**PROBLEM TO SOLVE:** Could you give back the listing below exactly, every line included?

[RECORDS SUPPLIED Boundary: Start]

//! Test doubles shared by the unit tests

use std::string::String;
use std::vec::Vec;

use biofet_hal::flash::{
    check_range, crosses_page, sector_base, FlashError, JedecId, NorFlash, ERASED_BYTE,
};
use biofet_hal::uart::UartTx;

use crate::traits::{AnalogOutput, OutputChannel};

/// W25Q32 size
pub const FULL_CAPACITY: u32 = 0x40_0000;

/// In-memory NOR flash with erase/program semantics
///
/// Programming ANDs data into the array like the real part; every bit
/// that would need a 0 → 1 transition is counted in `violations`.
pub struct MemFlash<const CAP: u32 = FULL_CAPACITY> {
    pub data: Vec<u8>,
    /// Every operation fails with `Timeout` while set
    pub stuck: bool,
    /// Page programs left before they start failing with `Timeout`
    pub pages_until_fault: Option<usize>,
    pub sector_erases: usize,
    pub chip_erases: usize,
    pub violations: usize,
}

impl MemFlash {
    /// Blank full-size device
    pub fn new() -> Self {
        MemFlash::blank()
    }
}

impl<const CAP: u32> MemFlash<CAP> {
    /// Blank device of `CAP` bytes
    pub fn blank() -> Self {
        Self {
            data: vec![ERASED_BYTE; CAP as usize],
            stuck: false,
            pages_until_fault: None,
            sector_erases: 0,
            chip_erases: 0,
            violations: 0,
        }
    }

    fn ready(&self) -> Result<(), FlashError> {
        if self.stuck {
            Err(FlashError::Timeout)
        } else {
            Ok(())
        }
    }
}

impl<const CAP: u32> NorFlash for MemFlash<CAP> {
    const CAPACITY: u32 = CAP;
    const SECTOR_SIZE: u32 = 4096;
    const PAGE_SIZE: u32 = 256;

    fn read_id(&mut self) -> Result<JedecId, FlashError> {
        self.ready()?;
        Ok(JedecId::from_bytes([0xEF, 0x40, 0x16]))
    }

    fn read(&mut self, addr: u32, buf: &mut [u8]) -> Result<(), FlashError> {
        self.ready()?;
        check_range(addr, buf.len(), CAP)?;
        let start = addr as usize;
        buf.copy_from_slice(&self.data[start..start + buf.len()]);
        Ok(())
    }

    fn erase_sector(&mut self, addr: u32) -> Result<(), FlashError> {
        self.ready()?;
        check_range(addr, 1, CAP)?;
        let base = sector_base(addr, Self::SECTOR_SIZE) as usize;
        self.data[base..base + Self::SECTOR_SIZE as usize].fill(ERASED_BYTE);
        self.sector_erases += 1;
        Ok(())
    }

    fn erase_chip(&mut self) -> Result<(), FlashError> {
        self.ready()?;
        self.data.fill(ERASED_BYTE);
        self.chip_erases += 1;
        Ok(())
    }

    fn program_page(&mut self, addr: u32, data: &[u8]) -> Result<(), FlashError> {
        self.ready()?;
        match self.pages_until_fault.as_mut() {
            Some(0) => return Err(FlashError::Timeout),
            Some(left) => *left -= 1,
            None => {}
        }
        check_range(addr, data.len(), CAP)?;
        if crosses_page(addr, data.len(), Self::PAGE_SIZE) {
            return Err(FlashError::PageBoundary);
        }
        for (cell, &byte) in self.data[addr as usize..].iter_mut().zip(data) {
            self.violations += (byte & !*cell).count_ones() as usize;
            *cell &= byte;
        }
        Ok(())
    }
}

/// Analog output that records every write
#[derive(Default)]
pub struct RecordingOutput {
    pub writes: Vec<(OutputChannel, f32)>,
}

impl RecordingOutput {
    /// Last voltage commanded on a channel
    pub fn last(&self, channel: OutputChannel) -> Option<f32> {
        self.writes
            .iter()
            .rev()
            .find(|(c, _)| *c == channel)
            .map(|(_, v)| *v)
    }
}

impl AnalogOutput for RecordingOutput {
    fn set_voltage(&mut self, channel: OutputChannel, volts: f32) {
        self.writes.push((channel, volts));
    }
}

/// Serial link that captures everything written
#[derive(Default)]
pub struct RecordingUart {
    pub bytes: Vec<u8>,
    /// Writes fail while set
    pub broken: bool,
    /// Captured length at the last flush
    pub flushed: Option<usize>,
}

#[derive(Debug, Clone, Copy, PartialEq, Eq)]
pub struct LinkDown;

impl RecordingUart {
    /// Captured output split into lines
    pub fn lines(&self) -> Vec<String> {
        String::from_utf8_lossy(&self.bytes)
            .lines()
            .map(String::from)
            .collect()
    }

    /// Drop captured output
    pub fn clear(&mut self) {
        self.bytes.clear();
    }
}

impl UartTx for RecordingUart {
    type Error = LinkDown;

    fn write_blocking(&mut self, data: &[u8]) -> Result<(), Self::Error> {
        if self.broken {
            return Err(LinkDown);
        }
        self.bytes.extend_from_slice(data);
        Ok(())
    }

    fn flush(&mut self) -> Result<(), Self::Error> {
        if self.broken {
            return Err(LinkDown);
        }
        self.flushed = Some(self.bytes.len());
        Ok(())
    }
}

[RECORDS SUPPLIED Boundary: End]

**TASK ANSWER:**
//! Test doubles shared by the unit tests

use std::string::String;
use std::vec::Vec;

use biofet_hal::flash::{
    check_range, crosses_page, sector_base, FlashError, JedecId, NorFlash, ERASED_BYTE,
};
use biofet_hal::uart::UartTx;

use crate::traits::{AnalogOutput, OutputChannel};

/// W25Q32 size
pub const FULL_CAPACITY: u32 = 0x40_0000;

/// In-memory NOR flash with erase/program semantics
///
/// Programming ANDs data into the array like the real part; every bit
/// that would need a 0 → 1 transition is counted in `violations`.
pub struct MemFlash<const CAP: u32 = FULL_CAPACITY> {
    pub data: Vec<u8>,
    /// Every operation fails with `Timeout` while set
    pub stuck: bool,
    /// Page programs left before they start failing with `Timeout`
    pub pages_until_fault: Option<usize>,
    pub sector_erases: usize,
    pub chip_erases: usize,
    pub violations: usize,
}

impl MemFlash {
    /// Blank full-size device
    pub fn new() -> Self {
        MemFlash::blank()
    }
}

impl<const CAP: u32> MemFlash<CAP> {
    /// Blank device of `CAP` bytes
    pub fn blank() -> Self {
        Self {
            data: vec![ERASED_BYTE; CAP as usize],
            stuck: false,
            pages_until_fault: None,
            sector_erases: 0,
            chip_erases: 0,
            violations: 0,
        }
    }

    fn ready(&self) -> Result<(), FlashError> {
        if self.stuck {
            Err(FlashError::Timeout)
        } else {
            Ok(())
        }
    }
}

impl<const CAP: u32> NorFlash for MemFlash<CAP> {
    const CAPACITY: u32 = CAP;
    const SECTOR_SIZE: u32 = 4096;
    const PAGE_SIZE: u32 = 256;

    fn read_id(&mut self) -> Result<JedecId, FlashError> {
        self.ready()?;
        Ok(JedecId::from_bytes([0xEF, 0x40, 0x16]))
    }

    fn read(&mut self, addr: u32, buf: &mut [u8]) -> Result<(), FlashError> {
        self.ready()?;
        check_range(addr, buf.len(), CAP)?;
        let start = addr as usize;
        buf.copy_from_slice(&self.data[start..start + buf.len()]);
        Ok(())
    }

    fn erase_sector(&mut self, addr: u32) -> Result<(), FlashError> {
        self.ready()?;
        check_range(addr, 1, CAP)?;
        let base = sector_base(addr, Self::SECTOR_SIZE) as usize;
        self.data[base..base + Self::SECTOR_SIZE as usize].fill(ERASED_BYTE);
        self.sector_erases += 1;
        Ok(())
    }

    fn erase_chip(&mut self) -> Result<(), FlashError> {
        self.ready()?;
        self.data.fill(ERASED_BYTE);
        self.chip_erases += 1;
        Ok(())
    }

    fn program_page(&mut self, addr: u32, data: &[u8]) -> Result<(), FlashError> {
        self.ready()?;
        match self.pages_until_fault.as_mut() {
            Some(0) => return Err(FlashError::Timeout),
            Some(left) => *left -= 1,
            None => {}
        }
        check_range(addr, data.len(), CAP)?;
        if crosses_page(addr, data.len(), Self::PAGE_SIZE) {
            return Err(FlashError::PageBoundary);
        }
        for (cell, &byte) in self.data[addr as usize..].iter_mut().zip(data) {
            self.violations += (byte & !*cell).count_ones() as usize;
            *cell &= byte;
        }
        Ok(())
    }
}

/// Analog output that records every write
#[derive(Default)]
pub struct RecordingOutput {
    pub writes: Vec<(OutputChannel, f32)>,
}

impl RecordingOutput {
    /// Last voltage commanded on a channel
    pub fn last(&self, channel: OutputChannel) -> Option<f32> {
        self.writes
            .iter()
            .rev()
            .find(|(c, _)| *c == channel)
            .map(|(_, v)| *v)
    }
}

impl AnalogOutput for RecordingOutput {
    fn set_voltage(&mut self, channel: OutputChannel, volts: f32) {
        self.writes.push((channel, volts));
    }
}

/// Serial link that captures everything written
#[derive(Default)]
pub struct RecordingUart {
    pub bytes: Vec<u8>,
    /// Writes fail while set
    pub broken: bool,
    /// Captured length at the last flush
    pub flushed: Option<usize>,
}

#[derive(Debug, Clone, Copy, PartialEq, Eq)]
pub struct LinkDown;

impl RecordingUart {
    /// Captured output split into lines
    pub fn lines(&self) -> Vec<String> {
        String::from_utf8_lossy(&self.bytes)
            .lines()
            .map(String::from)
            .collect()
    }

    /// Drop captured output
    pub fn clear(&mut self) {
        self.bytes.clear();
    }
}

impl UartTx for RecordingUart {
    type Error = LinkDown;

    fn write_blocking(&mut self, data: &[u8]) -> Result<(), Self::Error> {
        if self.broken {
            return Err(LinkDown);
        }
        self.bytes.extend_from_slice(data);
        Ok(())
    }

    fn flush(&mut self) -> Result<(), Self::Error> {
        if self.broken {
            return Err(LinkDown);
        }
        self.flushed = Some(self.bytes.len());
        Ok(())
    }
}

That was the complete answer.